§ **EXERCISE INSTRUCTIONS**
Below are records to be repeated in full. Give them exactly.

----- PROVIDED DATA

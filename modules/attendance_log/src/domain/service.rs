use std::sync::Arc;

use serde_json::Value;
use tracing::{debug, error, info, instrument};

use crate::contract::model::{AttendanceEvent, BatchPayload, EventPayload, NewAttendance};
use crate::domain::clock::{Clock, TimestampRenderer};
use crate::domain::error::DomainError;
use crate::domain::repo::{AttendanceStore, StoreError};

/// Ingestion gateway: validates and normalizes submissions, then appends them.
/// Depends only on the store port, not on infra types.
#[derive(Clone)]
pub struct Service {
    store: Arc<dyn AttendanceStore>,
    clock: Arc<dyn Clock>,
    renderer: TimestampRenderer,
    config: ServiceConfig,
}

/// Configuration for the domain service
#[derive(Debug, Clone)]
pub struct ServiceConfig {
    pub max_batch_bytes: usize,
}

impl Default for ServiceConfig {
    fn default() -> Self {
        Self {
            max_batch_bytes: 1024 * 1024,
        }
    }
}

impl Service {
    /// Create a service with dependencies.
    pub fn new(
        store: Arc<dyn AttendanceStore>,
        clock: Arc<dyn Clock>,
        renderer: TimestampRenderer,
        config: ServiceConfig,
    ) -> Self {
        Self {
            store,
            clock,
            renderer,
            config,
        }
    }

    /// Record one attendance event.
    ///
    /// On success the line is on disk and the device may drop its copy.
    /// A missing timestamp is filled with the receipt time.
    #[instrument(name = "attendance_log.service.submit_event", skip(self, payload))]
    pub async fn submit_event(&self, payload: EventPayload) -> Result<AttendanceEvent, DomainError> {
        let raw = decode_payload(payload)?;
        let event = self.validate(raw)?;

        let line = event.to_log_line();
        self.store.append(line.as_bytes()).await.map_err(|e| {
            error!(uid = %event.uid, error = %e, "Failed to append attendance event");
            DomainError::store_failure(e.to_string())
        })?;

        info!(uid = %event.uid, timestamp = %event.timestamp, "Attendance marked");
        Ok(event)
    }

    /// Replay a device's offline buffer as one block.
    ///
    /// Lines are appended as sent, without per-line validation. The whole
    /// block is accepted or rejected; there is no partial acknowledgment.
    /// Returns the number of lines appended.
    #[instrument(
        name = "attendance_log.service.submit_batch",
        skip(self, raw),
        fields(bytes = raw.len())
    )]
    pub async fn submit_batch(&self, raw: &str) -> Result<usize, DomainError> {
        if raw.len() > self.config.max_batch_bytes {
            return Err(DomainError::BatchTooLarge {
                size: raw.len(),
                limit: self.config.max_batch_bytes,
            });
        }

        let batch = BatchPayload::normalize(raw).ok_or(DomainError::EmptyBatch)?;
        let lines = batch.line_count();

        self.store.append(batch.as_bytes()).await.map_err(|e| {
            error!(lines, error = %e, "Failed to append offline batch");
            DomainError::store_failure(e.to_string())
        })?;

        info!(lines, "Offline logs synced");
        Ok(lines)
    }

    /// Full log contents, verbatim.
    #[instrument(name = "attendance_log.service.read_log", skip(self))]
    pub async fn read_log(&self) -> Result<Vec<u8>, DomainError> {
        match self.store.read_all().await {
            Ok(bytes) => {
                debug!(bytes = bytes.len(), "Read attendance log");
                Ok(bytes)
            }
            Err(StoreError::NotFound) => Err(DomainError::NotFound),
            Err(e) => {
                error!(error = %e, "Failed to read attendance log");
                Err(DomainError::store_failure(e.to_string()))
            }
        }
    }

    fn validate(&self, raw: NewAttendance) -> Result<AttendanceEvent, DomainError> {
        let uid = raw
            .uid
            .as_deref()
            .map(str::trim)
            .filter(|uid| !uid.is_empty())
            .ok_or_else(|| DomainError::missing_field("uid"))?;
        if uid.contains([',', '\r', '\n']) {
            return Err(DomainError::malformed(
                "uid must not contain commas or line breaks",
            ));
        }

        let timestamp = match raw.timestamp.as_deref().map(str::trim) {
            Some(ts) if !ts.is_empty() => {
                if ts.contains(['\r', '\n']) {
                    return Err(DomainError::malformed(
                        "timestamp must not contain line breaks",
                    ));
                }
                ts.to_string()
            }
            _ => self.renderer.render(self.clock.now()),
        };

        Ok(AttendanceEvent {
            uid: uid.to_string(),
            timestamp,
        })
    }
}

/// Structured payloads pass through; raw text must decode to a JSON object.
/// Any decode failure is a format error, never a missing field.
fn decode_payload(payload: EventPayload) -> Result<NewAttendance, DomainError> {
    let text = match payload {
        EventPayload::Structured(raw) => return Ok(raw),
        EventPayload::Text(text) => text,
    };

    let value: Value = serde_json::from_str(&text)
        .map_err(|e| DomainError::malformed(format!("body is not valid JSON: {e}")))?;
    if !value.is_object() {
        return Err(DomainError::malformed("body must be a JSON object"));
    }
    serde_json::from_value(value)
        .map_err(|e| DomainError::malformed(format!("unexpected field type: {e}")))
}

----------

§ **RESPONSE BOX**
filename modules/attendance_log/src/domain/service.rs
use std::sync::Arc;

use serde_json::Value;
use tracing::{debug, error, info, instrument};

use crate::contract::model::{AttendanceEvent, BatchPayload, EventPayload, NewAttendance};
use crate::domain::clock::{Clock, TimestampRenderer};
use crate::domain::error::DomainError;
use crate::domain::repo::{AttendanceStore, StoreError};

/// Ingestion gateway: validates and normalizes submissions, then appends them.
/// Depends only on the store port, not on infra types.
#[derive(Clone)]
pub struct Service {
    store: Arc<dyn AttendanceStore>,
    clock: Arc<dyn Clock>,
    renderer: TimestampRenderer,
    config: ServiceConfig,
}

/// Configuration for the domain service
#[derive(Debug, Clone)]
pub struct ServiceConfig {
    pub max_batch_bytes: usize,
}

impl Default for ServiceConfig {
    fn default() -> Self {
        Self {
            max_batch_bytes: 1024 * 1024,
        }
    }
}

impl Service {
    /// Create a service with dependencies.
    pub fn new(
        store: Arc<dyn AttendanceStore>,
        clock: Arc<dyn Clock>,
        renderer: TimestampRenderer,
        config: ServiceConfig,
    ) -> Self {
        Self {
            store,
            clock,
            renderer,
            config,
        }
    }

    /// Record one attendance event.
    ///
    /// On success the line is on disk and the device may drop its copy.
    /// A missing timestamp is filled with the receipt time.
    #[instrument(name = "attendance_log.service.submit_event", skip(self, payload))]
    pub async fn submit_event(&self, payload: EventPayload) -> Result<AttendanceEvent, DomainError> {
        let raw = decode_payload(payload)?;
        let event = self.validate(raw)?;

        let line = event.to_log_line();
        self.store.append(line.as_bytes()).await.map_err(|e| {
            error!(uid = %event.uid, error = %e, "Failed to append attendance event");
            DomainError::store_failure(e.to_string())
        })?;

        info!(uid = %event.uid, timestamp = %event.timestamp, "Attendance marked");
        Ok(event)
    }

    /// Replay a device's offline buffer as one block.
    ///
    /// Lines are appended as sent, without per-line validation. The whole
    /// block is accepted or rejected; there is no partial acknowledgment.
    /// Returns the number of lines appended.
    #[instrument(
        name = "attendance_log.service.submit_batch",
        skip(self, raw),
        fields(bytes = raw.len())
    )]
    pub async fn submit_batch(&self, raw: &str) -> Result<usize, DomainError> {
        if raw.len() > self.config.max_batch_bytes {
            return Err(DomainError::BatchTooLarge {
                size: raw.len(),
                limit: self.config.max_batch_bytes,
            });
        }

        let batch = BatchPayload::normalize(raw).ok_or(DomainError::EmptyBatch)?;
        let lines = batch.line_count();

        self.store.append(batch.as_bytes()).await.map_err(|e| {
            error!(lines, error = %e, "Failed to append offline batch");
            DomainError::store_failure(e.to_string())
        })?;

        info!(lines, "Offline logs synced");
        Ok(lines)
    }

    /// Full log contents, verbatim.
    #[instrument(name = "attendance_log.service.read_log", skip(self))]
    pub async fn read_log(&self) -> Result<Vec<u8>, DomainError> {
        match self.store.read_all().await {
            Ok(bytes) => {
                debug!(bytes = bytes.len(), "Read attendance log");
                Ok(bytes)
            }
            Err(StoreError::NotFound) => Err(DomainError::NotFound),
            Err(e) => {
                error!(error = %e, "Failed to read attendance log");
                Err(DomainError::store_failure(e.to_string()))
            }
        }
    }

    fn validate(&self, raw: NewAttendance) -> Result<AttendanceEvent, DomainError> {
        let uid = raw
            .uid
            .as_deref()
            .map(str::trim)
            .filter(|uid| !uid.is_empty())
            .ok_or_else(|| DomainError::missing_field("uid"))?;
        if uid.contains([',', '\r', '\n']) {
            return Err(DomainError::malformed(
                "uid must not contain commas or line breaks",
            ));
        }

        let timestamp = match raw.timestamp.as_deref().map(str::trim) {
            Some(ts) if !ts.is_empty() => {
                if ts.contains(['\r', '\n']) {
                    return Err(DomainError::malformed(
                        "timestamp must not contain line breaks",
                    ));
                }
                ts.to_string()
            }
            _ => self.renderer.render(self.clock.now()),
        };

        Ok(AttendanceEvent {
            uid: uid.to_string(),
            timestamp,
        })
    }
}

/// Structured payloads pass through; raw text must decode to a JSON object.
/// Any decode failure is a format error, never a missing field.
fn decode_payload(payload: EventPayload) -> Result<NewAttendance, DomainError> {
    let text = match payload {
        EventPayload::Structured(raw) => return Ok(raw),
        EventPayload::Text(text) => text,
    };

    let value: Value = serde_json::from_str(&text)
        .map_err(|e| DomainError::malformed(format!("body is not valid JSON: {e}")))?;
    if !value.is_object() {
        return Err(DomainError::malformed("body must be a JSON object"));
    }
    serde_json::from_value(value)
        .map_err(|e| DomainError::malformed(format!("unexpected field type: {e}")))
}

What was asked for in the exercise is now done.